- **Stored items**
impl MemoryStore {
    /// Attach to an opened database, pinning its embedding dimensionality.
    ///
    /// A fresh database records `dimensions`; an existing one must match it.
    pub async fn open(db: Database, dimensions: usize) -> Result<Self, AlfredError> {
        if dimensions == 0 {
            return Err(AlfredError::Config(
                "embedding dimensionality must be positive".to_string(),
            ));
        }

        let stored = db
            .connection()
            .call(move |conn| -> Result<Option<String>, rusqlite::Error> {
                conn.execute(
                    "INSERT OR IGNORE INTO memory_meta (key, value) VALUES (?1, ?2)",
                    rusqlite::params![DIMENSIONS_KEY, dimensions.to_string()],
                )?;
                conn.query_row(
                    "SELECT value FROM memory_meta WHERE key = ?1",
                    [DIMENSIONS_KEY],
                    |row| row.get(0),
                )
                .optional()
            })
            .await
            .map_err(map_tr_err)?;

        let stored = stored
            .map(|v| {
                v.parse::<usize>().map_err(|e| {
                    AlfredError::Internal(format!("corrupt {DIMENSIONS_KEY} value `{v}`: {e}"))
                })
            })
            .transpose()?
            .unwrap_or(dimensions);
        if stored != dimensions {
            return Err(AlfredError::DimensionMismatch {
                expected: stored,
                actual: dimensions,
            });
        }

        debug!(path = %db.path(), dimensions, "memory store attached");
        Ok(Self {
            db,
            dimensions,
            generation: AtomicU64::new(0),
        })
    }

    pub fn dimensions(&self) -> usize {
        self.dimensions
    }

    pub fn database(&self) -> &Database {
        &self.db
    }

    /// Monotonic counter bumped after every committed write.
    pub fn generation(&self) -> u64 {
        self.generation.load(Ordering::Acquire)
    }

    fn bump(&self) {
        self.generation.fetch_add(1, Ordering::AcqRel);
    }

    fn check_embedding(&self, embedding: &[f32]) -> Result<(), AlfredError> {
        if embedding.len() != self.dimensions {
            return Err(AlfredError::DimensionMismatch {
                expected: self.dimensions,
                actual: embedding.len(),
            });
        }
        Ok(())
    }

    fn prepare(&self, memory: NewMemory, embedding: Vec<f32>) -> Result<MemoryRecord, AlfredError> {
        if memory.content.trim().is_empty() {
            return Err(AlfredError::InvalidInput(
                "memory content must not be empty".to_string(),
            ));
        }
        self.check_embedding(&embedding)?;

        let mut tags = memory.tags;
        tags.retain(|t| !t.trim().is_empty());
        tags.sort();
        tags.dedup();

        let now = timestamp();
        Ok(MemoryRecord {
            id: memory
                .id
                .filter(|id| !id.trim().is_empty())
                .unwrap_or_else(|| uuid::Uuid::new_v4().to_string()),
            content: memory.content,
            embedding,
            metadata: memory.metadata,
            tags,
            agent_id: memory.agent_id,
            session_id: memory.session_id,
            created_at: now.clone(),
            updated_at: now,
        })
    }

    /// Validate and persist one record; assigns an id when none was given.
    pub async fn insert(&self, memory: NewMemory, embedding: Vec<f32>) -> Result<MemoryRecord, AlfredError> {
        let mut records = self.insert_many(vec![(memory, embedding)]).await?;
        records
            .pop()
            .ok_or_else(|| AlfredError::Internal("insert produced no record".to_string()))
    }

    /// Persist several records in one transaction: all or none.
    pub async fn insert_many(
        &self,
        items: Vec<(NewMemory, Vec<f32>)>,
    ) -> Result<Vec<MemoryRecord>, AlfredError> {
        let records = items
            .into_iter()
            .map(|(memory, embedding)| self.prepare(memory, embedding))
            .collect::<Result<Vec<_>, _>>()?;
        if records.is_empty() {
            return Ok(records);
        }

        let rows = records.clone();
        self.db
            .connection()
            .call(move |conn| -> Result<(), rusqlite::Error> {
                let tx = conn.transaction()?;
                for record in &rows {
                    write_record(&tx, record)?;
                }
                tx.commit()
            })
            .await
            .map_err(map_tr_err)?;
        self.bump();

        debug!(count = records.len(), "memories inserted");
        Ok(records)
    }

    /// Replace the content and embedding of an existing record, keeping its
    /// id, metadata, tags, scope and creation time.
    ///
    /// Delete and reinsert run in one transaction. Returns `None` when no
    /// record has this id.
    pub async fn replace(
        &self,
        id: &str,
        content: &str,
        embedding: Vec<f32>,
    ) -> Result<Option<MemoryRecord>, AlfredError> {
        if content.trim().is_empty() {
            return Err(AlfredError::InvalidInput(
                "memory content must not be empty".to_string(),
            ));
        }
        self.check_embedding(&embedding)?;

        let id = id.to_string();
        let content = content.to_string();
        let updated_at = timestamp();
        let replaced = self
            .db
            .connection()
            .call(move |conn| -> Result<Option<MemoryRecord>, rusqlite::Error> {
                let tx = conn.transaction()?;
                let Some(mut record) = load_one(&tx, &id)? else {
                    return Ok(None);
                };
                tx.execute("DELETE FROM memories WHERE id = ?1", [&id])?;
                record.content = content;
                record.embedding = embedding;
                record.updated_at = updated_at;
                write_record(&tx, &record)?;
                tx.commit()?;
                Ok(Some(record))
            })
            .await
            .map_err(map_tr_err)?;

        if replaced.is_some() {
            self.bump();
        }
        Ok(replaced)
    }

    pub async fn get_by_id(&self, id: &str) -> Result<Option<MemoryRecord>, AlfredError> {
        let id = id.to_string();
        self.db
            .connection()
            .call(move |conn| load_one(conn, &id))
            .await
            .map_err(map_tr_err)
    }

    /// Remove a record (tags cascade, FTS follows via trigger).
    ///
    /// Returns whether a record existed.
    pub async fn delete(&self, id: &str) -> Result<bool, AlfredError> {
        let id = id.to_string();
        let removed = self
            .db
            .connection()
            .call(move |conn| -> Result<usize, rusqlite::Error> {
                conn.execute("DELETE FROM memories WHERE id = ?1", [&id])
            })
            .await
            .map_err(map_tr_err)?;
        if removed > 0 {
            self.bump();
        }
        Ok(removed > 0)
    }

    pub async fn count(&self) -> Result<usize, AlfredError> {
        let count = self
            .db
            .connection()
            .call(|conn| -> Result<i64, rusqlite::Error> {
                conn.query_row("SELECT count(*) FROM memories", [], |row| row.get(0))
            })
            .await
            .map_err(map_tr_err)?;
        Ok(usize::try_from(count).unwrap_or_default())
    }

    /// All records passing `filter`, in insertion order.
    pub async fn list(&self, filter: &MemoryFilter) -> Result<Vec<MemoryRecord>, AlfredError> {
        let (clause, params) = filter_clause(filter);
        self.db
            .connection()
            .call(move |conn| -> Result<Vec<MemoryRecord>, rusqlite::Error> {
                let sql = format!("SELECT {RECORD_COLUMNS} FROM memories m{clause} ORDER BY m.seq");
                let mut stmt = conn.prepare(&sql)?;
                let records = stmt
                    .query_map(rusqlite::params_from_iter(params.iter()), row_to_record)?
                    .collect::<Result<Vec<_>, _>>()?;
                Ok(records)
            })
            .await
            .map_err(map_tr_err)
    }

    /// Exact nearest neighbours by cosine similarity.
    ///
    /// The query is unit-normalized first, so scores stay in [-1, 1] for
    /// any caller-supplied vector. Filters apply before scoring. Equal
    /// scores keep insertion order.
    pub async fn vector_search(
        &self,
        query_embedding: &[f32],
        limit: usize,
        filter: &MemoryFilter,
    ) -> Result<Vec<ScoredMemory>, AlfredError> {
        self.check_embedding(query_embedding)?;
        if query_embedding.iter().any(|v| !v.is_finite()) {
            return Err(AlfredError::InvalidInput(
                "query embedding contains non-finite values".to_string(),
            ));
        }
        if limit == 0 {
            return Ok(Vec::new());
        }
        let query_embedding = normalize(query_embedding.to_vec());
        let query_embedding = query_embedding.as_slice();

        let candidates = self.list(filter).await?;
        let mut scored: Vec<ScoredMemory> = candidates
            .into_iter()
            .filter(|record| record.embedding.len() == query_embedding.len())
            .map(|record| {
                let score = cosine_similarity(query_embedding, &record.embedding);
                ScoredMemory { record, score }
            })
            .collect();

        scored.sort_by(|a, b| b.score.total_cmp(&a.score));
        scored.truncate(limit);
        Ok(scored)
    }

    /// Records an in-memory BM25 index is rebuilt from.
    pub async fn lexical_documents(
        &self,
        filter: &MemoryFilter,
    ) -> Result<Vec<MemoryRecord>, AlfredError> {
        self.list(filter).await
    }

    /// Lexical search through the FTS5 index.
    ///
    /// The query is reduced to its index terms and OR-ed, so user text can
    /// never inject FTS syntax. Scores are negated `bm25()` values: higher is
    /// better.
    pub async fn search_fts(
        &self,
        query: &str,
        limit: usize,
        filter: &MemoryFilter,
    ) -> Result<Vec<(MemoryRecord, f64)>, AlfredError> {
        let terms = tokenize(query);
        if terms.is_empty() || limit == 0 {
            return Ok(Vec::new());
        }
        let match_expr = terms
            .iter()
            .map(|t| format!("\"{t}\""))
            .collect::<Vec<_>>()
            .join(" OR ");

        let (clause, filter_params) = filter_clause(filter);
        let clause = if clause.is_empty() {
            String::new()
        } else {
            clause.replacen(" WHERE ", " AND ", 1)
        };
        let mut params = vec![match_expr];
        params.extend(filter_params);

        self.db
            .connection()
            .call(move |conn| -> Result<Vec<(MemoryRecord, f64)>, rusqlite::Error> {
                let sql = format!(
                    "SELECT {RECORD_COLUMNS}, -bm25(memories_fts) AS score \
                     FROM memories_fts JOIN memories m ON m.seq = memories_fts.rowid \
                     WHERE memories_fts MATCH ?{clause} \
                     ORDER BY score DESC, m.seq LIMIT {limit}"
                );
                let mut stmt = conn.prepare(&sql)?;
                let hits = stmt
                    .query_map(rusqlite::params_from_iter(params.iter()), |row| {
                        Ok((row_to_record(row)?, row.get::<_, f64>(9)?))
                    })?
                    .collect::<Result<Vec<_>, _>>()?;
                Ok(hits)
            })
            .await
            .map_err(map_tr_err)
    }
}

- **WHAT THIS TASK INVOLVES**
Which lines in the entries above contain "existing"? Pull each of them out.

- **OUTPUT BELOW**
    /// A fresh database records `dimensions`; an existing one must match it.
    /// Replace the content and embedding of an existing record, keeping its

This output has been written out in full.